Once again, pro and con arguments for tolerating internet adverts are in the news.  Google is refining the standards for internet adverts (as only Google has enough clout to do).  As well, there are two scholarly papers on the topic: one (by Caleb Fuller) assesses whether consumers value privacy enough to pay for content directly instead of through invasive adverts; and the other (Shiller, Waldfogel and Ryan) gauges the loss of content that will occur if sites convert to paywall instead of purely advert supported.

To supplement the revenue from its civilized adverts, the Wall Street Journal (WSJ) uses an intelligent paywall approach.  When a non-subscribing visitor arrives, WSJ launches machine learning to take the guesswork out of how many stories, or what kinds of stories to let readers read for free, and whether readers will respond to hitting a paywall by paying for access or simply leaving.

WSJ’s smart paywall seems to work. The WSJ now has 1,389,000 digital subscribers, up 29% from a year ago.  The Financial Times (FT) also uses an intelligent paywall analysis to add subscribers.  FT has 700,000 digital subscribers out of its 900,000 in total circulation.  Perhaps equally important to WSJ and FT success is the caliber of adverts that run on pages behind their paywalls.  There is nothing too annoying and nothing too distracting, although some adverts might be chosen by the reader’s earlier browsing.

Most of the academic journals operate a hard paywall with subsidies only for verified students. To allow for some free academic papers access, Wiley lets the author of a paper pay for its publication, thereby allowing visitors free access to it.  Generally, journals do not allow a visitor to see an entire journal paper for free, and they set the single article price high enough to dissuade visitors who have just a casual interest.

Recent research by Caleb Fuller tackled the issue of why people who profess a high interest in privacy nevertheless browse through sites where their personally identifiable information (PII) and browsing history are being captured, ostensibly to serve up targeted adverts.  His research indicates that those internet users value access to the content more than they regret the loss in privacy.  They ascribe a low value to privacy — “82% of Google users are unwilling to pay anything for increased digital privacy.  His research nixes the claim that the internet users are unaware of what is being done with their PII and browsing history – the behavioral bias caused by so-called asymmetric information.  Fuller’s surveys also indicate that 71% of respondents said they would prefer not to be tracked, but of this group, 74% are unwilling to pay anything to retain their privacy.

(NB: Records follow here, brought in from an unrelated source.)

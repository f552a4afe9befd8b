use chrono::{Datelike, NaiveDate};
use ulid::Ulid;

use crate::model::*;

// ── Night Rate Resolution ─────────────────────────────────────────

/// Outcome of resolving one night. `NoRate` is an expected result, not an error.
#[derive(Debug, Clone, Copy, PartialEq, Eq)]
pub enum NightRate {
    Priced {
        rate_plan_id: Ulid,
        base_rate: Cents,
        /// Equal to `base_rate` until surcharges are layered on top.
        total_rate: Cents,
    },
    NoRate,
}

impl NightRate {
    pub fn base_rate(&self) -> Option<Cents> {
        match self {
            NightRate::Priced { base_rate, .. } => Some(*base_rate),
            NightRate::NoRate => None,
        }
    }

    pub fn total_rate(&self) -> Option<Cents> {
        match self {
            NightRate::Priced { total_rate, .. } => Some(*total_rate),
            NightRate::NoRate => None,
        }
    }

    pub fn rate_plan_id(&self) -> Option<Ulid> {
        match self {
            NightRate::Priced { rate_plan_id, .. } => Some(*rate_plan_id),
            NightRate::NoRate => None,
        }
    }
}

/// Weekday index with Monday = 0 … Sunday = 6.
pub fn weekday_index(night: NaiveDate) -> u32 {
    night.weekday().num_days_from_monday()
}

/// The `dow_mask` bit that must be set for a plan to apply on `night`.
pub fn weekday_bit(night: NaiveDate) -> u8 {
    1 << weekday_index(night)
}

/// Pick the rate plan that prices `night` for `room_type_id`.
///
/// Candidates are open plans of the same room type whose `[start_date, end_date)`
/// contains the night and whose mask has the night's weekday bit. Highest
/// `priority` wins; equal priorities go to the most recently created plan
/// (greatest ULID). No room type means no rate, and `intervals` is not read.
pub fn resolve_night_rate(
    room_type_id: Option<Ulid>,
    night: NaiveDate,
    intervals: &[RatePlanInterval],
) -> NightRate {
    let Some(room_type_id) = room_type_id else {
        return NightRate::NoRate;
    };
    let bit = weekday_bit(night);

    let winner = intervals
        .iter()
        .filter(|p| p.room_type_id == room_type_id)
        .filter(|p| !p.closed && p.covers(night) && p.applies_on(bit))
        .max_by(|a, b| a.priority.cmp(&b.priority).then(a.id.cmp(&b.id)));

    match winner {
        Some(plan) => NightRate::Priced {
            rate_plan_id: plan.id,
            base_rate: plan.base_rate,
            total_rate: plan.base_rate,
        },
        None => NightRate::NoRate,
    }
}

Not all websites are equally attractive to internet browsers.  Many people reject sites inside a paywall because the cost of access is specific and real, but the value of the content is subjective and on any given day, unknown.  Some may have insufficient interest in the content that the site typically offers.  On the other hand, other sites attract plenty of interested readers even for limited “peeking” arrangement and adverts that increase the publisher’s revenue.  Some sites require us to abandon the instincts to protect our privacy.  Other sites are best visited while “wearing” a protective adblocker that shields us from ads and sometimes denies us access to content.

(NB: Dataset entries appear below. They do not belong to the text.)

//! Error types for vector evaluation and tree reconciliation

use thiserror::Error;

pub type Result<T> = std::result::Result<T, SyncError>;

#[derive(Error, Debug)]
pub enum SyncError {
    #[error("Access violation: {0}")]
    AccessViolation(String),

    #[error("Fetching records failed applying {step} to {value}: {source}")]
    EvaluationFailure {
        step: String,
        value: String,
        #[source]
        source: anyhow::Error,
    },

    #[error("Invalid vector: {0}")]
    InvalidVector(String),

    #[error("Decode shape mismatch at '{key}': {reason}")]
    DecodeShapeMismatch { key: String, reason: String },

    #[error("Store error: {0}")]
    Store(String),

    #[error("Config error: {0}")]
    Config(String),

    #[error("IO error: {0}")]
    Io(#[from] std::io::Error),

    #[error("JSON error: {0}")]
    Json(#[from] serde_json::Error),

    #[error("MessagePack encode error: {0}")]
    MsgpackEncode(#[from] rmp_serde::encode::Error),

    #[error("MessagePack decode error: {0}")]
    MsgpackDecode(#[from] rmp_serde::decode::Error),
}

impl SyncError {
    /// Get error code for wire protocol
    pub fn code(&self) -> &'static str {
        match self {
            SyncError::AccessViolation(_) => "ACCESS_VIOLATION",
            SyncError::EvaluationFailure { .. } => "EVALUATION_FAILURE",
            SyncError::InvalidVector(_) => "INVALID_VECTOR",
            SyncError::DecodeShapeMismatch { .. } => "DECODE_SHAPE_MISMATCH",
            _ => "INTERNAL_ERROR",
        }
    }

    /// Whether the error aborts a whole encode batch.
    ///
    /// Shape mismatches are only produced while decoding and are logged
    /// rather than propagated.
    pub fn is_fatal(&self) -> bool {
        !matches!(self, SyncError::DecodeShapeMismatch { .. })
    }
}

#[cfg(test)]
mod error_tests {
    use super::*;

    #[test]
    fn test_error_codes() {
        assert_eq!(SyncError::AccessViolation("x".into()).code(), "ACCESS_VIOLATION");
        assert_eq!(SyncError::InvalidVector("x".into()).code(), "INVALID_VECTOR");
        assert_eq!(SyncError::Store("x".into()).code(), "INTERNAL_ERROR");
    }

    #[test]
    fn test_evaluation_failure_message_has_context() {
        let err = SyncError::EvaluationFailure {
            step: "title".to_string(),
            value: "Todo#3".to_string(),
            source: anyhow::anyhow!("boom"),
        };
        let msg = err.to_string();
        assert!(msg.contains("title"));
        assert!(msg.contains("Todo#3"));
        assert!(msg.contains("boom"));
        assert!(err.is_fatal());
    }

    #[test]
    fn test_shape_mismatch_not_fatal() {
        let err = SyncError::DecodeShapeMismatch {
            key: "foo".to_string(),
            reason: "unknown".to_string(),
        };
        assert!(!err.is_fatal());
    }
}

Google is incorporating the Coalition for Better Ads’ standards into its Chrome adblocker.  Most publishers welcome the new advert standards but are uneasy that Google can brandish enough raw power to revamp standards for the advert-supported Internet.  The decision to ditch junk ads is a defensive one for both Google and publishers.  Third-party ad blocker use is exploding, with as many as 615 million devices world-wide using them.

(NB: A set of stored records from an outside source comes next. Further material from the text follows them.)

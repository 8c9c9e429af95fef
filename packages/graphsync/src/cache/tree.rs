//! Merged result tree
//!
//! Internally every position is one of three shapes; they only collapse into
//! plain JSON (or MessagePack) at the serialization boundary:
//!
//! | shape | wire |
//! |---|---|
//! | `Leaf(x)` | `[x]` |
//! | `Ids(xs)` | `[x, y, ...]` (only under `*all`) |
//! | `Node(tree)` | `{ ... }` |

use indexmap::map::Entry;
use indexmap::IndexMap;
use serde::{Deserialize, Deserializer, Serialize, Serializer};
use serde_json::{Map, Value as Json};

use crate::error::{Result, SyncError};
use crate::scalar::Scalar;

/// Key carrying an ordered id list
pub const ALL_IDS_KEY: &str = "*all";

#[derive(Clone, Debug, PartialEq)]
pub enum TreeNode {
    Leaf(Scalar),
    Ids(Vec<Scalar>),
    Node(MergedTree),
}

impl TreeNode {
    pub fn as_leaf(&self) -> Option<&Scalar> {
        match self {
            TreeNode::Leaf(s) => Some(s),
            _ => None,
        }
    }

    pub fn as_node(&self) -> Option<&MergedTree> {
        match self {
            TreeNode::Node(tree) => Some(tree),
            _ => None,
        }
    }

    pub fn to_json(&self) -> Json {
        match self {
            TreeNode::Leaf(s) => Json::Array(vec![s.to_json()]),
            TreeNode::Ids(ids) => Json::Array(ids.iter().map(Scalar::to_json).collect()),
            TreeNode::Node(tree) => tree.to_json(),
        }
    }

    fn from_json(key: &str, value: &Json) -> Result<TreeNode> {
        Ok(match value {
            Json::Array(items) if key == ALL_IDS_KEY => TreeNode::Ids(items.iter().map(Scalar::from_json).collect()),
            Json::Array(items) => TreeNode::Leaf(items.first().map(Scalar::from_json).unwrap_or_default()),
            Json::Object(map) => TreeNode::Node(MergedTree::from_map(map)?),
            // a bare scalar where a leaf was expected
            other => TreeNode::Leaf(Scalar::from_json(other)),
        })
    }
}

/// Ordered key -> node mapping, one per tree level
#[derive(Clone, Debug, Default, PartialEq)]
pub struct MergedTree(IndexMap<String, TreeNode>);

impl MergedTree {
    pub fn new() -> Self {
        MergedTree(IndexMap::new())
    }

    pub fn get(&self, key: &str) -> Option<&TreeNode> {
        self.0.get(key)
    }

    pub fn contains_key(&self, key: &str) -> bool {
        self.0.contains_key(key)
    }

    /// Insert unless the key is already present; existing entries win
    pub fn or_insert(&mut self, key: impl Into<String>, node: TreeNode) {
        self.0.entry(key.into()).or_insert(node);
    }

    pub fn insert(&mut self, key: impl Into<String>, node: TreeNode) -> Option<TreeNode> {
        self.0.insert(key.into(), node)
    }

    pub fn iter(&self) -> impl Iterator<Item = (&String, &TreeNode)> {
        self.0.iter()
    }

    pub fn keys(&self) -> impl Iterator<Item = &String> {
        self.0.keys()
    }

    pub fn len(&self) -> usize {
        self.0.len()
    }

    pub fn is_empty(&self) -> bool {
        self.0.is_empty()
    }

    /// Fold `other` into `self` key-wise. Nested nodes merge recursively;
    /// on any other collision the existing entry is kept.
    pub fn merge(&mut self, other: MergedTree) {
        for (key, incoming) in other.0 {
            match self.0.entry(key) {
                Entry::Vacant(slot) => {
                    slot.insert(incoming);
                }
                Entry::Occupied(mut slot) => {
                    if let (TreeNode::Node(existing), TreeNode::Node(incoming)) = (slot.get_mut(), incoming) {
                        existing.merge(incoming);
                    }
                }
            }
        }
    }

    /// Walk a key path; `None` when any level is missing or not a node
    pub fn lookup(&self, path: &[&str]) -> Option<&TreeNode> {
        let (first, rest) = path.split_first()?;
        let node = self.get(first)?;
        if rest.is_empty() {
            Some(node)
        } else {
            node.as_node()?.lookup(rest)
        }
    }

    pub fn to_json(&self) -> Json {
        Json::Object(self.0.iter().map(|(k, v)| (k.clone(), v.to_json())).collect())
    }

    pub fn from_json(value: &Json) -> Result<MergedTree> {
        match value {
            Json::Object(map) => Self::from_map(map),
            other => Err(SyncError::DecodeShapeMismatch {
                key: String::new(),
                reason: format!("tree must be an object, got {}", other),
            }),
        }
    }

    fn from_map(map: &Map<String, Json>) -> Result<MergedTree> {
        let mut tree = MergedTree::new();
        for (key, value) in map {
            tree.insert(key.clone(), TreeNode::from_json(key, value)?);
        }
        Ok(tree)
    }

    pub fn to_msgpack(&self) -> Result<Vec<u8>> {
        Ok(rmp_serde::to_vec(&self.to_json())?)
    }

    pub fn from_msgpack(bytes: &[u8]) -> Result<MergedTree> {
        let value: Json = rmp_serde::from_slice(bytes)?;
        Self::from_json(&value)
    }
}

impl Serialize for MergedTree {
    fn serialize<S: Serializer>(&self, serializer: S) -> std::result::Result<S::Ok, S::Error> {
        self.to_json().serialize(serializer)
    }
}

impl<'de> Deserialize<'de> for MergedTree {
    fn deserialize<D: Deserializer<'de>>(deserializer: D) -> std::result::Result<Self, D::Error> {
        let value = Json::deserialize(deserializer)?;
        MergedTree::from_json(&value).map_err(serde::de::Error::custom)
    }
}

#[cfg(test)]
mod tree_tests {
    use super::*;
    use proptest::prelude::*;
    use serde_json::json;

    fn leaf(s: &str) -> TreeNode {
        TreeNode::Leaf(Scalar::from(s))
    }

    fn node(entries: Vec<(&str, TreeNode)>) -> TreeNode {
        let mut tree = MergedTree::new();
        for (k, v) in entries {
            tree.insert(k, v);
        }
        TreeNode::Node(tree)
    }

    #[test]
    fn test_merge_combines_shared_prefix() {
        let mut a = MergedTree::new();
        a.insert(r#"["find",12]"#, node(vec![("title", leaf("x"))]));
        let mut b = MergedTree::new();
        b.insert(r#"["find",12]"#, node(vec![("body", leaf("y"))]));

        a.merge(b);
        assert_eq!(
            a.to_json(),
            json!({r#"["find",12]"#: {"title": ["x"], "body": ["y"]}})
        );
    }

    #[test]
    fn test_merge_never_overwrites() {
        let mut a = MergedTree::new();
        a.insert("id", leaf("first"));
        let mut b = MergedTree::new();
        b.insert("id", leaf("second"));
        a.merge(b);
        assert_eq!(a.get("id"), Some(&leaf("first")));
    }

    #[test]
    fn test_wire_shapes() {
        let value = json!({
            "Todo": {
                "*all": [1, 2],
                "*count": [2],
                "title": ["x"],
                "gone": [],
                "1": {"id": [1]}
            }
        });
        let tree = MergedTree::from_json(&value).unwrap();
        assert_eq!(
            tree.lookup(&["Todo", "*all"]),
            Some(&TreeNode::Ids(vec![Scalar::Int(1), Scalar::Int(2)]))
        );
        assert_eq!(tree.lookup(&["Todo", "*count"]), Some(&TreeNode::Leaf(Scalar::Int(2))));
        assert_eq!(tree.lookup(&["Todo", "gone"]), Some(&TreeNode::Leaf(Scalar::Nil)));
        assert_eq!(
            tree.to_json(),
            json!({"Todo": {"*all": [1, 2], "*count": [2], "title": ["x"], "gone": [null], "1": {"id": [1]}}})
        );
    }

    #[test]
    fn test_rejects_non_object() {
        assert!(matches!(
            MergedTree::from_json(&json!([1])),
            Err(SyncError::DecodeShapeMismatch { .. })
        ));
    }

    #[test]
    fn test_msgpack_matches_json() {
        let tree = MergedTree::from_json(&json!({"Todo": {"*all": [3], "3": {"title": ["x"], "done": [false]}}})).unwrap();
        let bytes = tree.to_msgpack().unwrap();
        assert_eq!(MergedTree::from_msgpack(&bytes).unwrap(), tree);
    }

    // ---------------------------------------------------------------------
    // Merge order
    // ---------------------------------------------------------------------

    /// Three-level path whose leaf value is derived from the path itself, so
    /// no two fragments disagree on a shared key.
    fn fragment(path: &[String]) -> MergedTree {
        let mut current = TreeNode::Leaf(Scalar::Str(path.join("/")));
        for key in path.iter().rev() {
            let mut level = MergedTree::new();
            level.insert(key.clone(), current);
            current = TreeNode::Node(level);
        }
        match current {
            TreeNode::Node(tree) => tree,
            _ => MergedTree::new(),
        }
    }

    fn paths() -> impl Strategy<Value = Vec<Vec<String>>> {
        let key = prop::sample::select(vec!["a", "b", "c", "*all", r#"["find",1]"#]).prop_map(String::from);
        prop::collection::vec(prop::collection::vec(key, 3), 1..12)
    }

    proptest! {
        #[test]
        fn prop_merge_is_order_independent(paths in paths(), seed in any::<u64>()) {
            let mut forward = MergedTree::new();
            for p in &paths {
                forward.merge(fragment(p));
            }

            let mut shuffled = paths.clone();
            let len = shuffled.len();
            for i in 0..len {
                let j = ((seed >> (i % 64)) as usize).wrapping_add(i * 7) % len;
                shuffled.swap(i, j);
            }
            let mut backward = MergedTree::new();
            for p in shuffled.iter().rev() {
                backward.merge(fragment(p));
            }

            prop_assert_eq!(forward, backward);
        }
    }
}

Ad blocking software allows users access to some information without generating ad revenue for site owners. A recent study found that “each additional percentage point of site visitors blocking ads reduces its traffic by 0.67% over 35 months.” As sites retaliate against adblocking, the revenue impact is compounded. Ad blocker users learn where not to visit, and adblocker users who do visit blocker-hostile sites do not generate advert revenues.

With 615 million internet users using ad blockers, the shrinkage in advert revenues must be painful.  The financial pain could double if the European Union increases hostility toward internet advertising because of social media’s and advertiser’s unauthorized invasions into personal privacy.

Of course, there is an unpopular middle ground.  Sites cold run adverts without allowing advertisers to harvest internet visitors’ PII and browsing history.  If the EU continues to pressure social media and the enablers of internet advertisers, some sites will erect European versions of their sites.  That could be a welcomed destination for EU and US audiences who want both the content and the privacy.